Das Oberlandesgericht verurteilte die Beklagten zur Zahlung von € 109.817,00 zuzüglich Zinsen und wies die Berufung der Kläger im übrigen zurück. Auf die Revision der Kläger hob der Bundesgerichtshof das Berufungsurteil jedoch auf, soweit die Klage in Höhe eines Betrag von € 52.573,00 abgewiesen worden war und gab der Klage in Höhe von
€ 162.390,00 statt. 

Der Bundesgerichthof war der Auffassung, dass den Klägern 2007 ein Vermögensnachteil in Höhe des ausgeurteilten Betrages entstanden ist.

In den Jahren 2000 bis 2006 haben sie dadurch Steuervorteile erzielt, die sie gegenüber den Einnahmen aus Vermietung und Verpachtung die AfA gemäß § 7 EStG und die AfA gemäß § 7 i EstG als Werbungskosten geltend machen konnten. 

Im Jahr der Rückabwicklung des Kaufes führte dies jedoch zu von den Klägern zu versteuernden Einnahmen aus Vermietung und Verpachtung, da steuerrechtlich Einnahmen eine Einkunftsart auch die Rückflüsse von Aufwendungen, die vorher bei der Ermittlung dieser Einkunftsart als Werbungskosten abgezogen worden sind. 

Solche Rückflüsse liegen vor, wenn ein Vertrag über den Erwerb einer Immobilie im Wege des sogenannten großen Schadenersatzes abgewickelt wird und in der Folge Anschaffungs-kosten zurückgezahlt werden. 

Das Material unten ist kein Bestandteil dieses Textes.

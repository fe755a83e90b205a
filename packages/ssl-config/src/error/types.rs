use std::error::Error as StdError;
use std::fmt;
use std::path::{Path, PathBuf};

/// A Result alias where the Err case is `remoting_ssl::Error`.
pub type Result<T> = std::result::Result<T, Error>;

pub(crate) type BoxError = Box<dyn StdError + Send + Sync>;

/// Represents errors that can occur while turning an `SslConfiguration` into a
/// socket factory.
pub struct Error {
    inner: Box<Inner>,
}

struct Inner {
    kind: Kind,
    source: Option<BoxError>,
    path: Option<PathBuf>,
    alias: Option<String>,
}

/// The category of an [`Error`]. Match on this instead of the message.
#[derive(Debug, Clone, Copy, PartialEq, Eq, Hash)]
#[non_exhaustive]
pub enum Kind {
    /// The configuration violates one of its invariants.
    Configuration,
    /// The store file does not exist.
    StoreNotFound,
    /// The store file exists but could not be read.
    StoreRead,
    /// The store contents do not decode under the declared store type.
    StoreFormat,
    /// The password is wrong or the store has been tampered with.
    StoreIntegrity,
    /// The configured key alias has no private key entry.
    AliasNotFound,
    /// Several private keys are present and no alias selects one.
    AmbiguousKey,
    /// The TLS layer rejected the resolved trust or key material.
    Context,
}

impl Error {
    pub(crate) fn new(kind: Kind) -> Error {
        Error {
            inner: Box::new(Inner {
                kind,
                source: None,
                path: None,
                alias: None,
            }),
        }
    }

    #[must_use = "Error builder methods return a new Error and should be used"]
    pub(crate) fn with<E: Into<BoxError>>(mut self, source: E) -> Error {
        self.inner.source = Some(source.into());
        self
    }

    #[must_use]
    pub(crate) fn with_path(mut self, path: impl Into<PathBuf>) -> Error {
        self.inner.path = Some(path.into());
        self
    }

    #[must_use]
    pub(crate) fn with_alias(mut self, alias: impl Into<String>) -> Error {
        self.inner.alias = Some(alias.into());
        self
    }

    /// Returns the category of this error.
    #[must_use]
    pub fn kind(&self) -> Kind {
        self.inner.kind
    }

    /// The store file this error relates to, if any.
    #[must_use]
    pub fn path(&self) -> Option<&Path> {
        self.inner.path.as_deref()
    }

    /// The key alias this error relates to, if any.
    #[must_use]
    pub fn alias(&self) -> Option<&str> {
        self.inner.alias.as_deref()
    }

    #[must_use]
    pub fn is_configuration(&self) -> bool {
        self.inner.kind == Kind::Configuration
    }

    /// Returns true for failures caused by the contents or location of a store
    /// file rather than by the configuration itself.
    #[must_use]
    pub fn is_store(&self) -> bool {
        matches!(
            self.inner.kind,
            Kind::StoreNotFound | Kind::StoreRead | Kind::StoreFormat | Kind::StoreIntegrity
        )
    }
}

impl fmt::Debug for Error {
    fn fmt(&self, f: &mut fmt::Formatter<'_>) -> fmt::Result {
        let mut f = f.debug_struct("remoting_ssl::Error");

        f.field("kind", &self.inner.kind);

        if let Some(ref path) = self.inner.path {
            f.field("path", path);
        }

        if let Some(ref alias) = self.inner.alias {
            f.field("alias", alias);
        }

        if let Some(ref source) = self.inner.source {
            f.field("source", source);
        }

        f.finish()
    }
}

impl fmt::Display for Error {
    fn fmt(&self, f: &mut fmt::Formatter<'_>) -> fmt::Result {
        let path = self.inner.path.as_deref().map(Path::display);
        let alias = self.inner.alias.as_deref().unwrap_or_default();

        match (self.inner.kind, path) {
            (Kind::Configuration, _) => f.write_str("invalid ssl configuration")?,
            (Kind::StoreNotFound, Some(path)) => write!(f, "store file not found: {path}")?,
            (Kind::StoreRead, Some(path)) => write!(f, "failed to read store file {path}")?,
            (Kind::StoreFormat, Some(path)) => write!(f, "invalid keystore format in {path}")?,
            (Kind::StoreIntegrity, Some(path)) => write!(
                f,
                "failed to load {path}: keystore was tampered with, or password was incorrect"
            )?,
            (Kind::AliasNotFound, Some(path)) => {
                write!(f, "Could not find key with alias {alias} in {path}")?
            }
            (Kind::AmbiguousKey, Some(path)) => write!(
                f,
                "{path} holds more than one private key and no keyStoreKeyAlias selects one"
            )?,
            (Kind::StoreNotFound, None) => f.write_str("store file not found")?,
            (Kind::StoreRead, None) => f.write_str("failed to read store file")?,
            (Kind::StoreFormat, None) => f.write_str("invalid keystore format")?,
            (Kind::StoreIntegrity, None) => {
                f.write_str("keystore was tampered with, or password was incorrect")?
            }
            (Kind::AliasNotFound, None) => write!(f, "Could not find key with alias {alias}")?,
            (Kind::AmbiguousKey, None) => {
                f.write_str("more than one private key and no keyStoreKeyAlias selects one")?
            }
            (Kind::Context, _) => f.write_str("failed to build TLS client context")?,
        }

        if let Some(ref source) = self.inner.source {
            write!(f, ": {source}")?;
        }

        Ok(())
    }
}

impl StdError for Error {
    fn source(&self) -> Option<&(dyn StdError + 'static)> {
        self.inner
            .source
            .as_ref()
            .map(|err| &**err as &(dyn StdError + 'static))
    }
}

Wenn sich die Anschaffungskosten als AfA steuerrechtlich ausgewirkt haben, so werden als Werbungskosten geltend gemachte Aufwendungen zurückgezahlt, die der Erwerber bei Zufluss als Einnahmen aus Vermietung und Verpachtung der Besteuerung zu unterwerfen hat. Den Klägern sind die AfA in diesem Sinne um Jahre 2007 zugeflossen. Die Beklagten haben aufgrund des rechtskräftigen Urteils im Vorprozess die Kläger von deren Verbindlichkeiten gegenüber der Bank befreit. Die Kläger können diesen Betrag im Rahmen des ihnen gemäß § 635 BGB zustehenden Schadenersatzes geltend machen.  

Das OLG hat nach Auffassung des BGH den Klägern zu Unrecht den Betrag in Höhe von € 52.573,00 nicht zugesprochen, da die Kläger in den Jahren 2000 bis 2006 Steuervorteile auch dadurch erzielt haben, dass sie neben der AfA sonstige Werbungskosten im Sinne des § 9 Abs. 1 EStG geltend gemacht haben. Diese sind ihnen im Jahre 2007 dadurch zurückgeflossen, dass die Beklagten sich gegenüber der Bank von ihrer Darlehens-verbindlichkeit befreit haben. Auf diese Weise haben sie 2007 zu versteuernde Einnahmen aus Vermietung und Verpachtung erzielt, die eine steuerliche Belastung von € 52.573,00 ergeben.